• Task to carry out
Line by line, transcribe the material shown below exactly.

━━━ Supplied material ━━━

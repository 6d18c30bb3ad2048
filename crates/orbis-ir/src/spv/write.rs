use crate::context::Context;
use crate::dialect::Kind;
use crate::node::{Node, Operand};
use crate::spv::{operand_schema, Op, Section, MAGIC, VERSION};
use std::collections::HashMap;

struct Ids {
    map: HashMap<Node, u32>,
    next: u32,
}

impl Ids {
    fn get(&mut self, node: Node) -> u32 {
        *self.map.entry(node).or_insert_with(|| {
            let id = self.next;
            self.next += 1;
            id
        })
    }
}

fn push_string(words: &mut Vec<u32>, value: &str) {
    let bytes = value.as_bytes();
    // Zero-terminated UTF-8 padded to a word boundary (at least one NUL).
    let word_count = bytes.len() / 4 + 1;
    let offset = words.len();
    words.resize(offset + word_count, 0);
    for (index, &byte) in bytes.iter().enumerate() {
        words[offset + index / 4] |= u32::from(byte) << ((index % 4) * 8);
    }
}

/// Serializes the module layout into a SPIR-V word stream.
///
/// Ids are allocated densely on first sight, yielding `[1, bound)`. Exactly
/// one result id is emitted per value; non-SPIR-V instructions reaching the
/// serializer are a programmer error and panic.
pub fn serialize(ctx: &Context, generator: u32) -> Vec<u32> {
    let mut ids = Ids {
        map: HashMap::new(),
        next: 1,
    };
    let mut body = Vec::new();

    for section in Section::ALL {
        let Some(region) = ctx.section_if_present(section) else {
            continue;
        };

        for node in ctx.children_vec(region) {
            let (kind, raw_op) = ctx.op_of(node);
            if kind != Kind::Spv {
                panic!(
                    "serializer invariant: non-SPIR-V instruction {}",
                    ctx.display(node)
                );
            }
            let op = Op::from_u32(raw_op)
                .unwrap_or_else(|| panic!("serializer invariant: unknown SPIR-V opcode {raw_op}"));

            let header_index = body.len();
            body.push(raw_op);

            let mut operands: &[Operand] = ctx.operands(node);

            if ctx.is_value(node) {
                if op.is_type() {
                    let id = ids.get(node);
                    body.push(id);
                } else {
                    // Most values lead with their result type; a few
                    // (labels, strings, imports) carry a bare result id.
                    if operand_schema(op).has_result_type {
                        let type_node = operands
                            .first()
                            .and_then(Operand::as_value)
                            .unwrap_or_else(|| {
                                panic!(
                                    "serializer invariant: value {} has no result type",
                                    ctx.display(node)
                                )
                            });
                        let type_id = ids.get(type_node);
                        body.push(type_id);
                        operands = &operands[1..];
                    }
                    let id = ids.get(node);
                    body.push(id);
                }
            }

            for operand in operands {
                match operand {
                    Operand::Value(value) => {
                        let id = ids.get(*value);
                        body.push(id);
                    }
                    Operand::Int32(value) => body.push(*value as u32),
                    Operand::Bool(value) => body.push(u32::from(*value)),
                    Operand::Float32(value) => body.push(value.to_bits()),
                    Operand::Int64(value) => {
                        body.push(*value as u32);
                        body.push((*value as u64 >> 32) as u32);
                    }
                    Operand::Float64(value) => {
                        let bits = value.to_bits();
                        body.push(bits as u32);
                        body.push((bits >> 32) as u32);
                    }
                    Operand::String(value) => push_string(&mut body, value),
                }
            }

            let word_count = u32::try_from(body.len() - header_index)
                .expect("instruction word count fits in u16");
            assert!(
                word_count < 1 << 16,
                "serializer invariant: instruction too long"
            );
            body[header_index] |= word_count << 16;
        }
    }

    let mut result = Vec::with_capacity(body.len() + 5);
    result.push(MAGIC);
    result.push(VERSION);
    result.push(generator);
    result.push(ids.next);
    result.push(0);
    result.extend_from_slice(&body);
    result
}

━━━

• Result below
repository 6d18c30bb3ad2048
filename crates/orbis-ir/src/spv/write.rs
use crate::context::Context;
use crate::dialect::Kind;
use crate::node::{Node, Operand};
use crate::spv::{operand_schema, Op, Section, MAGIC, VERSION};
use std::collections::HashMap;

struct Ids {
    map: HashMap<Node, u32>,
    next: u32,
}

impl Ids {
    fn get(&mut self, node: Node) -> u32 {
        *self.map.entry(node).or_insert_with(|| {
            let id = self.next;
            self.next += 1;
            id
        })
    }
}

fn push_string(words: &mut Vec<u32>, value: &str) {
    let bytes = value.as_bytes();
    // Zero-terminated UTF-8 padded to a word boundary (at least one NUL).
    let word_count = bytes.len() / 4 + 1;
    let offset = words.len();
    words.resize(offset + word_count, 0);
    for (index, &byte) in bytes.iter().enumerate() {
        words[offset + index / 4] |= u32::from(byte) << ((index % 4) * 8);
    }
}

/// Serializes the module layout into a SPIR-V word stream.
///
/// Ids are allocated densely on first sight, yielding `[1, bound)`. Exactly
/// one result id is emitted per value; non-SPIR-V instructions reaching the
/// serializer are a programmer error and panic.
pub fn serialize(ctx: &Context, generator: u32) -> Vec<u32> {
    let mut ids = Ids {
        map: HashMap::new(),
        next: 1,
    };
    let mut body = Vec::new();

    for section in Section::ALL {
        let Some(region) = ctx.section_if_present(section) else {
            continue;
        };

        for node in ctx.children_vec(region) {
            let (kind, raw_op) = ctx.op_of(node);
            if kind != Kind::Spv {
                panic!(
                    "serializer invariant: non-SPIR-V instruction {}",
                    ctx.display(node)
                );
            }
            let op = Op::from_u32(raw_op)
                .unwrap_or_else(|| panic!("serializer invariant: unknown SPIR-V opcode {raw_op}"));

            let header_index = body.len();
            body.push(raw_op);

            let mut operands: &[Operand] = ctx.operands(node);

            if ctx.is_value(node) {
                if op.is_type() {
                    let id = ids.get(node);
                    body.push(id);
                } else {
                    // Most values lead with their result type; a few
                    // (labels, strings, imports) carry a bare result id.
                    if operand_schema(op).has_result_type {
                        let type_node = operands
                            .first()
                            .and_then(Operand::as_value)
                            .unwrap_or_else(|| {
                                panic!(
                                    "serializer invariant: value {} has no result type",
                                    ctx.display(node)
                                )
                            });
                        let type_id = ids.get(type_node);
                        body.push(type_id);
                        operands = &operands[1..];
                    }
                    let id = ids.get(node);
                    body.push(id);
                }
            }

            for operand in operands {
                match operand {
                    Operand::Value(value) => {
                        let id = ids.get(*value);
                        body.push(id);
                    }
                    Operand::Int32(value) => body.push(*value as u32),
                    Operand::Bool(value) => body.push(u32::from(*value)),
                    Operand::Float32(value) => body.push(value.to_bits()),
                    Operand::Int64(value) => {
                        body.push(*value as u32);
                        body.push((*value as u64 >> 32) as u32);
                    }
                    Operand::Float64(value) => {
                        let bits = value.to_bits();
                        body.push(bits as u32);
                        body.push((bits >> 32) as u32);
                    }
                    Operand::String(value) => push_string(&mut body, value),
                }
            }

            let word_count = u32::try_from(body.len() - header_index)
                .expect("instruction word count fits in u16");
            assert!(
                word_count < 1 << 16,
                "serializer invariant: instruction too long"
            );
            body[header_index] |= word_count << 16;
        }
    }

    let mut result = Vec::with_capacity(body.len() + 5);
    result.push(MAGIC);
    result.push(VERSION);
    result.push(generator);
    result.push(ids.next);
    result.push(0);
    result.extend_from_slice(&body);
    result
}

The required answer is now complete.